ファイル名(URL),ページ名,キーワード,キーワード,キーワード,……
ファイル名(URL),ページ名,キーワード,キーワード,キーワード,……
ファイル名(URL),ページ名,キーワード,キーワード,キーワード,……
※ 以下、延々と続く
URL の指定は、絶対(http://aaa.com/bbb.html)でも、相対(../aaa.html)でもどちらでも構いませんが、表記が短くて澄むので、相対指定をお奨めします。
ページ名は、検索結果の表示に使います。分かりやすいものを指定してください。なるべく短めで。でないと、アプレットの表示エリアをはみ出してしまい、ちょっと具合が悪いことになります。
最後に、ページのキーワードを思い付くだけ記入してください。キーワードの記述が適切でないと、うまく検索できません。もし、<meta name="Keywords" content="〜,〜,〜">をしっかりと設定しているのならば、content="〜" の中身を利用してください。「はて、なんのことやら。とんと分かりませんな」という方は、表計算ソフトか何かでワシワシ手入力しましょう。ワイルドにメモ帳で入力するのもアリ。
ここらで、索引ファイル作成のコツを。
GizSearch は、キーワード1つ1つの中も検索する仕掛けになっています。たとえば、サンプルの索引データは以下のようになっています。
inu.html,いぬ,足,尻尾,肺
iruka.html,いるか,ひれ,尻尾,肺
iwasi.html,いわし,ひれ,尻尾,えら
isu.html,いす,足があっても歩けません。
isu.html に注目してください。キーワードは一つ、しかも文の形で入っています。こんな形態でも「足」で検索すれば、「いぬ」と「いす」が引っかかりますし、「足 歩」で検索すると、今度は「いす」だけが引っかかります。一つの索引キーワード内から、複数の検索キーワードを探しているのです。
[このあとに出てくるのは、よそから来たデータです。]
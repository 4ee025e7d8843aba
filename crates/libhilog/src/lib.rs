//! `libhilog` is the core of the hilog daemon.
//!
//! It contains:
//! - The in-memory log buffer with per-reader cursors and statistics
//! - Flow control (per-process and per-domain byte quotas)
//! - The collector feeding producer records into the buffer
//! - Control-socket sessions (query, tail, persist, buffer management)
//! - Persist jobs: staging, compression, rotation and crash recovery
//! - Kernel message ingestion
//! - Wire codecs, the property store, configuration and logging setup

pub mod buffer;
pub mod collector;
pub mod config;
pub mod error;
pub mod filter;
pub mod flow_control;
pub mod kmsg;
pub mod lock_ext;
pub mod log_entry;
pub mod logging;
pub mod persist;
pub mod properties;
pub mod protocol;
pub mod server;
pub mod service;

#[cfg(test)]
mod tests;
//! Compression strategies for persisted log data.
//!
//! Each call to [`LogCompress::compress`] turns one staging-buffer flush
//! into a self-contained unit (a gzip member or a zstd frame) so files
//! stay decodable even if the daemon dies between flushes.  Concatenated
//! gzip members are read back with `MultiGzDecoder`; concatenated zstd
//! frames decode natively.

use crate::error::LogError;
use flate2::Compression;
use flate2::write::GzEncoder;
use std::io::Write;

/// Input is fed to the encoders in slices of at most this size.
pub const COMPRESS_CHUNK_SIZE: usize = 16 * 1024;

const ZSTD_LEVEL: i32 = 3;

#[derive(Clone, Copy, Debug, PartialEq, Eq, Hash)]
#[repr(u8)]
pub enum CompressAlg {
    None = 0,
    Zlib = 1,
    Zstd = 2,
}

impl CompressAlg {
    pub fn from_u8(v: u8) -> Option<CompressAlg> {
        match v {
            0 => Some(CompressAlg::None),
            1 => Some(CompressAlg::Zlib),
            2 => Some(CompressAlg::Zstd),
            _ => None,
        }
    }

    pub fn name(self) -> &'static str {
        match self {
            CompressAlg::None => "none",
            CompressAlg::Zlib => "zlib",
            CompressAlg::Zstd => "zstd",
        }
    }

    /// File suffix of rotated output written with this algorithm.
    pub fn suffix(self) -> &'static str {
        match self {
            CompressAlg::None => ".log",
            CompressAlg::Zlib => ".gz",
            CompressAlg::Zstd => ".zst",
        }
    }

    pub fn compressor(self) -> Box<dyn LogCompress> {
        match self {
            CompressAlg::None => Box::new(NoneCompress),
            CompressAlg::Zlib => Box::new(ZlibCompress::default()),
            CompressAlg::Zstd => Box::new(ZstdCompress::default()),
        }
    }
}

impl TryFrom<u8> for CompressAlg {
    type Error = LogError;

    fn try_from(v: u8) -> Result<Self, Self::Error> {
        CompressAlg::from_u8(v).ok_or(LogError::PersistCompressInitFailed)
    }
}

pub trait LogCompress: Send {
    /// Compress `input` and append the result to `out`.
    fn compress(&mut self, input: &[u8], out: &mut Vec<u8>) -> Result<(), LogError>;
}

fn write_chunked<W: Write>(w: &mut W, input: &[u8]) -> Result<(), LogError> {
    for chunk in input.chunks(COMPRESS_CHUNK_SIZE) {
        w.write_all(chunk).map_err(|e| {
            log::error!("Compression failed: {}", e);
            LogError::PersistCompressBufferException
        })?;
    }
    Ok(())
}

// ---------------------------------------------------------------------------
// Strategies
// ---------------------------------------------------------------------------

pub struct NoneCompress;

impl LogCompress for NoneCompress {
    fn compress(&mut self, input: &[u8], out: &mut Vec<u8>) -> Result<(), LogError> {
        out.extend_from_slice(input);
        Ok(())
    }
}

pub struct ZlibCompress {
    level: Compression,
}

impl Default for ZlibCompress {
    fn default() -> Self {
        ZlibCompress {
            level: Compression::default(),
        }
    }
}

impl LogCompress for ZlibCompress {
    fn compress(&mut self, input: &[u8], out: &mut Vec<u8>) -> Result<(), LogError> {
        let mut encoder = GzEncoder::new(std::mem::take(out), self.level);
        write_chunked(&mut encoder, input)?;
        *out = encoder
            .finish()
            .map_err(|_| LogError::PersistCompressBufferException)?;
        Ok(())
    }
}

pub struct ZstdCompress {
    level: i32,
}

impl Default for ZstdCompress {
    fn default() -> Self {
        ZstdCompress { level: ZSTD_LEVEL }
    }
}

impl LogCompress for ZstdCompress {
    fn compress(&mut self, input: &[u8], out: &mut Vec<u8>) -> Result<(), LogError> {
        let mut encoder = zstd::stream::write::Encoder::new(std::mem::take(out), self.level)
            .map_err(|e| {
                log::error!("Failed to initialize zstd encoder: {}", e);
                LogError::PersistCompressInitFailed
            })?;
        write_chunked(&mut encoder, input)?;
        *out = encoder
            .finish()
            .map_err(|_| LogError::PersistCompressBufferException)?;
        Ok(())
    }
}

#[cfg(test)]
mod tests {
    use super::*;
    use flate2::read::MultiGzDecoder;
    use std::io::Read;

    fn sample() -> Vec<u8> {
        (0..3000)
            .flat_map(|i| format!("01-01 00:00:00.000  {:>4} line\n", i).into_bytes())
            .collect()
    }

    #[test]
    fn test_alg_ids() {
        assert_eq!(CompressAlg::try_from(2), Ok(CompressAlg::Zstd));
        assert_eq!(
            CompressAlg::try_from(9),
            Err(LogError::PersistCompressInitFailed)
        );
        assert_eq!(CompressAlg::Zlib.suffix(), ".gz");
    }

    #[test]
    fn test_none_passthrough() {
        let mut out = b"prev".to_vec();
        NoneCompress.compress(b"data", &mut out).unwrap();
        assert_eq!(out, b"prevdata");
    }

    #[test]
    fn test_zlib_members_concatenate() {
        let data = sample();
        assert!(data.len() > COMPRESS_CHUNK_SIZE);
        let mut c = CompressAlg::Zlib.compressor();
        let mut out = Vec::new();
        c.compress(&data, &mut out).unwrap();
        c.compress(b"tail\n", &mut out).unwrap();

        let mut decoded = Vec::new();
        MultiGzDecoder::new(&out[..])
            .read_to_end(&mut decoded)
            .unwrap();
        let mut expected = data.clone();
        expected.extend_from_slice(b"tail\n");
        assert_eq!(decoded, expected);
        assert!(out.len() < data.len());
    }

    #[test]
    fn test_zstd_frames_concatenate() {
        let data = sample();
        let mut c = CompressAlg::Zstd.compressor();
        let mut out = Vec::new();
        c.compress(&data, &mut out).unwrap();
        c.compress(b"tail\n", &mut out).unwrap();

        let decoded = zstd::stream::decode_all(&out[..]).unwrap();
        let mut expected = data;
        expected.extend_from_slice(b"tail\n");
        assert_eq!(decoded, expected);
    }
}
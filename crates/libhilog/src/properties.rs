//! System property access.
//!
//! The daemon reads its runtime switches and level thresholds from a
//! key/value store.  [`PropertyStore`] is the narrow get/set seam; the
//! daemon uses [`MemoryPropertyStore`] seeded from a parameter file.
//!
//! [`Properties`] is the typed view on top.  Level lookups happen for
//! every incoming record, so they are cached: a shared lock checks the
//! cache, and only a miss takes the exclusive lock, checks again, and reads
//! through to the store.

use crate::error::LogError;
use crate::lock_ext::RwLockExt;
use crate::log_entry::{LogLevel, LogType};
use std::collections::HashMap;
use std::fs;
use std::hash::Hash;
use std::path::Path;
use std::sync::{Arc, RwLock};

pub const KEY_GLOBAL_LEVEL: &str = "hilog.loggable.global";
pub const KEY_DOMAIN_LEVEL_PREFIX: &str = "hilog.loggable.domain.";
pub const KEY_TAG_LEVEL_PREFIX: &str = "hilog.loggable.tag.";
pub const KEY_DEBUG: &str = "hilog.debug.on";
pub const KEY_FLOWCTRL_PROCESS: &str = "hilog.flowctrl.proc.on";
pub const KEY_FLOWCTRL_DOMAIN: &str = "hilog.flowctrl.domain.on";
pub const KEY_KMSG: &str = "hilog.kmsg.on";
pub const KEY_BUFFER_SIZE_PREFIX: &str = "hilog.buffersize.";

pub trait PropertyStore: Send + Sync {
    fn get(&self, key: &str) -> Option<String>;
    fn set(&self, key: &str, value: &str) -> Result<(), LogError>;
}

// ---------------------------------------------------------------------------
// In-memory store
// ---------------------------------------------------------------------------

#[derive(Debug, Default)]
pub struct MemoryPropertyStore {
    values: RwLock<HashMap<String, String>>,
}

impl MemoryPropertyStore {
    pub fn new() -> Self {
        Self::default()
    }

    /// Parse `key=value` lines; `#` starts a comment line.
    pub fn parse(text: &str) -> Self {
        let store = MemoryPropertyStore::new();
        {
            let mut values = store.values.write_poisoned();
            for line in text.lines() {
                let line = line.trim();
                if line.is_empty() || line.starts_with('#') {
                    continue;
                }
                match line.split_once('=') {
                    Some((k, v)) => {
                        values.insert(k.trim().to_string(), v.trim().to_string());
                    }
                    None => log::warn!("Ignoring malformed parameter line: {}", line),
                }
            }
        }
        store
    }

    pub fn load_file(path: &Path) -> Result<Self, LogError> {
        let text = fs::read_to_string(path)?;
        Ok(Self::parse(&text))
    }

    pub fn len(&self) -> usize {
        self.values.read_poisoned().len()
    }

    pub fn is_empty(&self) -> bool {
        self.len() == 0
    }
}

impl PropertyStore for MemoryPropertyStore {
    fn get(&self, key: &str) -> Option<String> {
        self.values.read_poisoned().get(key).cloned()
    }

    fn set(&self, key: &str, value: &str) -> Result<(), LogError> {
        self.values
            .write_poisoned()
            .insert(key.to_string(), value.to_string());
        Ok(())
    }
}

// ---------------------------------------------------------------------------
// Typed view
// ---------------------------------------------------------------------------

fn parse_switch(value: &str) -> Result<bool, LogError> {
    match value.to_lowercase().as_str() {
        "on" | "true" | "1" | "yes" => Ok(true),
        "off" | "false" | "0" | "no" => Ok(false),
        _ => Err(LogError::InvalidSwitchValue),
    }
}

/// Read-through cache with double-checked insertion.
struct LevelCache<K> {
    map: RwLock<HashMap<K, Option<LogLevel>>>,
}

impl<K: Eq + Hash + Clone> LevelCache<K> {
    fn new() -> Self {
        LevelCache {
            map: RwLock::new(HashMap::new()),
        }
    }

    fn get_or_load(&self, key: &K, load: impl FnOnce() -> Option<LogLevel>) -> Option<LogLevel> {
        if let Some(level) = self.map.read_poisoned().get(key) {
            return *level;
        }
        let mut map = self.map.write_poisoned();
        if let Some(level) = map.get(key) {
            return *level;
        }
        let level = load();
        map.insert(key.clone(), level);
        level
    }

    fn put(&self, key: K, level: Option<LogLevel>) {
        self.map.write_poisoned().insert(key, level);
    }
}

pub struct Properties {
    store: Arc<dyn PropertyStore>,
    global: LevelCache<()>,
    domains: LevelCache<u32>,
    tags: LevelCache<String>,
}

impl Properties {
    pub fn new(store: Arc<dyn PropertyStore>) -> Self {
        Properties {
            store,
            global: LevelCache::new(),
            domains: LevelCache::new(),
            tags: LevelCache::new(),
        }
    }

    pub fn store(&self) -> &Arc<dyn PropertyStore> {
        &self.store
    }

    fn level_of(&self, key: &str) -> Option<LogLevel> {
        self.store.get(key).and_then(|v| LogLevel::parse(&v))
    }

    fn switch(&self, key: &str, default: bool) -> bool {
        match self.store.get(key) {
            Some(v) => parse_switch(&v).unwrap_or_else(|_| {
                log::warn!("Invalid switch value {:?} for {}", v, key);
                default
            }),
            None => default,
        }
    }

    fn set_switch(&self, key: &str, on: bool) -> Result<(), LogError> {
        self.store.set(key, if on { "true" } else { "false" })
    }

    // -- levels --------------------------------------------------------

    pub fn global_level(&self) -> Option<LogLevel> {
        self.global
            .get_or_load(&(), || self.level_of(KEY_GLOBAL_LEVEL))
    }

    pub fn domain_level(&self, domain: u32) -> Option<LogLevel> {
        self.domains.get_or_load(&domain, || {
            self.level_of(&format!("{}{:x}", KEY_DOMAIN_LEVEL_PREFIX, domain))
        })
    }

    pub fn tag_level(&self, tag: &str) -> Option<LogLevel> {
        self.tags.get_or_load(&tag.to_string(), || {
            self.level_of(&format!("{}{}", KEY_TAG_LEVEL_PREFIX, tag))
        })
    }

    pub fn set_global_level(&self, level: LogLevel) -> Result<(), LogError> {
        self.store
            .set(KEY_GLOBAL_LEVEL, &level.letter().to_string())?;
        self.global.put((), Some(level));
        Ok(())
    }

    pub fn set_domain_level(&self, domain: u32, level: LogLevel) -> Result<(), LogError> {
        self.store.set(
            &format!("{}{:x}", KEY_DOMAIN_LEVEL_PREFIX, domain),
            &level.letter().to_string(),
        )?;
        self.domains.put(domain, Some(level));
        Ok(())
    }

    pub fn set_tag_level(&self, tag: &str, level: LogLevel) -> Result<(), LogError> {
        self.store.set(
            &format!("{}{}", KEY_TAG_LEVEL_PREFIX, tag),
            &level.letter().to_string(),
        )?;
        self.tags.put(tag.to_string(), Some(level));
        Ok(())
    }

    /// Whether a record at `level` should be kept.  The most specific
    /// configured threshold wins: tag, then domain, then global.
    pub fn is_loggable(&self, domain: u32, tag: &str, level: LogLevel) -> bool {
        let threshold = self
            .tag_level(tag)
            .or_else(|| self.domain_level(domain))
            .or_else(|| self.global_level())
            .unwrap_or(LogLevel::Debug);
        level >= threshold
    }

    // -- switches ------------------------------------------------------

    pub fn is_debug_on(&self) -> bool {
        self.switch(KEY_DEBUG, false)
    }

    pub fn is_process_flowctrl_on(&self) -> bool {
        self.switch(KEY_FLOWCTRL_PROCESS, true)
    }

    pub fn is_domain_flowctrl_on(&self) -> bool {
        self.switch(KEY_FLOWCTRL_DOMAIN, false)
    }

    pub fn is_kmsg_on(&self) -> bool {
        self.switch(KEY_KMSG, true)
    }

    pub fn set_debug(&self, on: bool) -> Result<(), LogError> {
        self.set_switch(KEY_DEBUG, on)
    }

    pub fn set_process_flowctrl(&self, on: bool) -> Result<(), LogError> {
        self.set_switch(KEY_FLOWCTRL_PROCESS, on)
    }

    pub fn set_domain_flowctrl(&self, on: bool) -> Result<(), LogError> {
        self.set_switch(KEY_FLOWCTRL_DOMAIN, on)
    }

    pub fn set_kmsg(&self, on: bool) -> Result<(), LogError> {
        self.set_switch(KEY_KMSG, on)
    }

    // -- buffer sizes --------------------------------------------------

    pub fn buffer_size(&self, t: LogType) -> Option<usize> {
        let key = format!("{}{}", KEY_BUFFER_SIZE_PREFIX, t.name());
        let value = self.store.get(&key)?;
        match crate::config::parse_size(&value) {
            Some(n) => Some(n as usize),
            None => {
                log::warn!("Invalid buffer size {:?} for {}", value, key);
                None
            }
        }
    }

    pub fn set_buffer_size(&self, t: LogType, size: usize) -> Result<(), LogError> {
        self.store.set(
            &format!("{}{}", KEY_BUFFER_SIZE_PREFIX, t.name()),
            &size.to_string(),
        )
    }
}

#[cfg(test)]
mod tests {
    use super::*;

    fn props(text: &str) -> Properties {
        Properties::new(Arc::new(MemoryPropertyStore::parse(text)))
    }

    #[test]
    fn test_parse_store() {
        let s = MemoryPropertyStore::parse("# c\na = 1\nb=two\n\nbroken\n");
        assert_eq!(s.get("a").as_deref(), Some("1"));
        assert_eq!(s.get("b").as_deref(), Some("two"));
        assert_eq!(s.len(), 2);
        s.set("c", "3").unwrap();
        assert_eq!(s.get("c").as_deref(), Some("3"));
    }

    #[test]
    fn test_loggable_defaults_to_debug() {
        let p = props("");
        assert!(p.is_loggable(0xD001100, "T", LogLevel::Debug));
    }

    #[test]
    fn test_loggable_precedence() {
        let p = props(
            "hilog.loggable.global=E\n\
             hilog.loggable.domain.d001100=W\n\
             hilog.loggable.tag.chatty=D\n",
        );
        assert!(!p.is_loggable(0xD002200, "x", LogLevel::Warn));
        assert!(p.is_loggable(0xD002200, "x", LogLevel::Error));
        assert!(p.is_loggable(0xD001100, "x", LogLevel::Warn));
        assert!(!p.is_loggable(0xD001100, "x", LogLevel::Info));
        assert!(p.is_loggable(0xD001100, "chatty", LogLevel::Debug));
    }

    #[test]
    fn test_set_level_updates_cache() {
        let p = props("");
        assert!(p.is_loggable(1, "t", LogLevel::Info));
        p.set_global_level(LogLevel::Error).unwrap();
        assert!(!p.is_loggable(1, "t", LogLevel::Info));
        p.set_domain_level(1, LogLevel::Info).unwrap();
        assert!(p.is_loggable(1, "t", LogLevel::Info));
        p.set_tag_level("t", LogLevel::Fatal).unwrap();
        assert!(!p.is_loggable(1, "t", LogLevel::Error));
        assert_eq!(
            p.store().get("hilog.loggable.tag.t").as_deref(),
            Some("F")
        );
    }

    #[test]
    fn test_switches() {
        let p = props("hilog.debug.on=on\nhilog.kmsg.on=garbage\n");
        assert!(p.is_debug_on());
        assert!(p.is_kmsg_on());
        assert!(p.is_process_flowctrl_on());
        assert!(!p.is_domain_flowctrl_on());
        p.set_process_flowctrl(false).unwrap();
        assert!(!p.is_process_flowctrl_on());
        assert_eq!(parse_switch("maybe"), Err(LogError::InvalidSwitchValue));
    }

    #[test]
    fn test_buffer_size() {
        let p = props("hilog.buffersize.core=512K\nhilog.buffersize.app=bogus\n");
        assert_eq!(p.buffer_size(LogType::Core), Some(512 * 1024));
        assert_eq!(p.buffer_size(LogType::App), None);
        assert_eq!(p.buffer_size(LogType::Init), None);
        p.set_buffer_size(LogType::Init, 65536).unwrap();
        assert_eq!(p.buffer_size(LogType::Init), Some(65536));
    }

    #[test]
    fn test_load_file() {
        let dir = tempfile::tempdir().unwrap();
        let path = dir.path().join("params");
        fs::write(&path, "hilog.debug.on=true\n").unwrap();
        let s = MemoryPropertyStore::load_file(&path).unwrap();
        assert_eq!(s.get(KEY_DEBUG).as_deref(), Some("true"));
        assert_eq!(
            MemoryPropertyStore::load_file(&dir.path().join("missing")).err(),
            Some(LogError::PersistFilePathInvalid)
        );
    }
}
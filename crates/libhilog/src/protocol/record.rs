//! Producer record datagram.
//!
//! ```text
//! 0   len:u16        total datagram length
//! 2   bits:u16       version:3 | type:4 | level:3 | tag_len:6
//! 4   tv_sec:u32
//! 8   tv_nsec:u32
//! 12  mono_sec:u32
//! 16  pid:u32
//! 20  tid:u32
//! 24  domain:u32
//! 28  tag[tag_len]   NUL-terminated
//! ..  content        NUL-terminated
//! ```

use super::{ByteReader, until_nul};
use crate::error::LogError;
use crate::log_entry::{LogEntry, LogLevel, LogType, MAX_LOG_LEN, MAX_TAG_LEN, RECORD_HEADER_LEN};

pub const RECORD_VERSION: u16 = 0;

const VERSION_BITS: u16 = 0x7;
const TYPE_SHIFT: u16 = 3;
const TYPE_BITS: u16 = 0xF;
const LEVEL_SHIFT: u16 = 7;
const LEVEL_BITS: u16 = 0x7;
const TAG_LEN_SHIFT: u16 = 10;
const TAG_LEN_BITS: u16 = 0x3F;

/// Serialize an entry.  Tags and content longer than the protocol allows
/// are truncated.
pub fn encode(entry: &LogEntry) -> Vec<u8> {
    let tag = &entry.tag.as_bytes()[..entry.tag.len().min(MAX_TAG_LEN - 1)];
    let tag_len = tag.len() + 1;
    let max_content = MAX_LOG_LEN - RECORD_HEADER_LEN - tag_len - 1;
    let content = &entry.content.as_bytes()[..entry.content.len().min(max_content)];
    let len = RECORD_HEADER_LEN + tag_len + content.len() + 1;

    let bits = (RECORD_VERSION & VERSION_BITS)
        | ((entry.log_type as u16 & TYPE_BITS) << TYPE_SHIFT)
        | ((entry.level as u16 & LEVEL_BITS) << LEVEL_SHIFT)
        | ((tag_len as u16 & TAG_LEN_BITS) << TAG_LEN_SHIFT);

    let mut buf = Vec::with_capacity(len);
    buf.extend_from_slice(&(len as u16).to_le_bytes());
    buf.extend_from_slice(&bits.to_le_bytes());
    buf.extend_from_slice(&entry.tv_sec.to_le_bytes());
    buf.extend_from_slice(&entry.tv_nsec.to_le_bytes());
    buf.extend_from_slice(&entry.mono_sec.to_le_bytes());
    buf.extend_from_slice(&entry.pid.to_le_bytes());
    buf.extend_from_slice(&entry.tid.to_le_bytes());
    buf.extend_from_slice(&entry.domain.to_le_bytes());
    buf.extend_from_slice(tag);
    buf.push(0);
    buf.extend_from_slice(content);
    buf.push(0);
    buf
}

/// Parse one datagram.  Every length is checked against the received size
/// before the corresponding bytes are touched.
pub fn decode(buf: &[u8]) -> Result<LogEntry, LogError> {
    if buf.len() < RECORD_HEADER_LEN || buf.len() > MAX_LOG_LEN {
        return Err(LogError::InvalidMessageLength);
    }
    let mut r = ByteReader::new(buf);
    let len = r.u16()? as usize;
    if len < RECORD_HEADER_LEN || len > buf.len() {
        return Err(LogError::InvalidMessageLength);
    }
    let bits = r.u16()?;
    if bits & VERSION_BITS != RECORD_VERSION {
        return Err(LogError::InvalidCommand);
    }
    let log_type = LogType::try_from(((bits >> TYPE_SHIFT) & TYPE_BITS) as u8)?;
    let level = LogLevel::from_u8(((bits >> LEVEL_SHIFT) & LEVEL_BITS) as u8)
        .ok_or(LogError::InvalidLogLevel)?;
    let tag_len = ((bits >> TAG_LEN_SHIFT) & TAG_LEN_BITS) as usize;
    if tag_len == 0 || tag_len > MAX_TAG_LEN {
        return Err(LogError::InvalidTag);
    }

    let tv_sec = r.u32()?;
    let tv_nsec = r.u32()?;
    let mono_sec = r.u32()?;
    let pid = r.u32()?;
    let tid = r.u32()?;
    let domain = r.u32()?;

    if RECORD_HEADER_LEN + tag_len > len {
        return Err(LogError::InvalidMessageLength);
    }
    let tag = until_nul(r.bytes(tag_len)?);
    let content = until_nul(r.bytes(len - RECORD_HEADER_LEN - tag_len)?);

    Ok(LogEntry {
        log_type,
        level,
        pid,
        tid,
        domain,
        tv_sec,
        tv_nsec,
        mono_sec,
        tag: String::from_utf8_lossy(tag).into_owned(),
        content: String::from_utf8_lossy(content).into_owned(),
    })
}
//! Diagnostic logging for the daemon itself.
//!
//! Records produced by clients go into the log buffer; this module is
//! only about the daemon's own `log::` output, which lands on stderr.

use log::LevelFilter;

#[derive(Debug, Clone)]
pub struct LoggingConfig {
    pub level: LevelFilter,
    pub colored: bool,
}

impl Default for LoggingConfig {
    fn default() -> Self {
        LoggingConfig {
            level: LevelFilter::Info,
            colored: true,
        }
    }
}

pub fn setup_logging(conf: &LoggingConfig) -> Result<(), String> {
    let colored = conf.colored;
    fern::Dispatch::new()
        .format(move |out, message, record| {
            let level = record.level();
            let level_str = if colored {
                match level {
                    log::Level::Error => format!("\x1b[31m{}\x1b[0m", level),
                    log::Level::Warn => format!("\x1b[33m{}\x1b[0m", level),
                    log::Level::Info => format!("\x1b[32m{}\x1b[0m", level),
                    log::Level::Debug => format!("\x1b[34m{}\x1b[0m", level),
                    log::Level::Trace => format!("\x1b[36m{}\x1b[0m", level),
                }
            } else {
                level.to_string()
            };
            out.finish(format_args!(
                "{}[{}][{}] {}",
                chrono::Local::now().format("[%Y-%m-%d][%H:%M:%S]"),
                record.target(),
                level_str,
                message
            ));
        })
        .level(conf.level)
        .chain(std::io::stderr())
        .apply()
        .map_err(|e| format!("Error while setting up logger: {e}"))
}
極端な話、索引キーワード=要約文でも構いません。ただそれではあまりにも無駄が多いですから、重複する単語を削除し、無駄な言葉もバッサリ切りましょう。意味が分かる文である必要はありません。検索に使われそうな単語が入っている文字列であればそれで良いのです。
ワープロソフトの「要約作成機能」を使えば、キーワード登録の手間が多少軽減することでしょう。また、文書のタイトルもキーワードとして自動登録されます。豆知識として覚えておいてください。
この「索引ファイル作り」が、GizSearch 最大の難関です。こういう繰り返し作業は、適当なプログラムを組んで、コンピュータめにやらせるのが一番良いですよね? でも、作者の頭が悪く、今はまだできていません。作業の補助をするプログラムくらいなら、なんとかなるかも。期待せずにお待ちください。
▼ 設置する
さてさて、写経でもやった方がよっぽど人生に対してプラスに働くのではないかという索引ファイルの準備作業が終わったら、いよいよ設置です。
実際にアプレットを設置するHTMLファイルと同じ場所に、アプレット本体“GizSearch.jar”と、索引ファイルを置き、以下のようなHTMLを書いてください。
<applet archive="GizSearch.jar" code="classGizSearch.GizSearch" width="*" height="*">
<param name="keyword" value="索引ファイル名">
<param name="*" value="*">
<param name="*" value="*">
※ 以下、延々と続く
</applet>
“*”には様々な値が入ります。サンプルのHTMLファイルに、コメントの形で説明を入れておきました。「メモ帳」等のテキストエディタで開いてご確認を。
では、試験実行してみてください。どうですか? うまく行かない場合は、<param>タグの設定を見直してください。すべてデフォルトの設定で行くなら、<param>タグはすべて不要です。一度ざっくり削ってみると良いでしょう。また、JAVAコンソールを使うと、問題の箇所を指摘してくることがあります。JAVAコンソールの表示方法が分かる方は試してみてください。
これで駄目なら、一度Webサーバにアップロードして、試験してみてください。それでも駄目なら、メールをください。できる範囲内で対処します。JAVA 初心者なので、過大な期待はしないでくださいよ。なお、フリーソフトの常として、どんな障害が起きても、作者は責任を取りません。サポートの義務も負いません。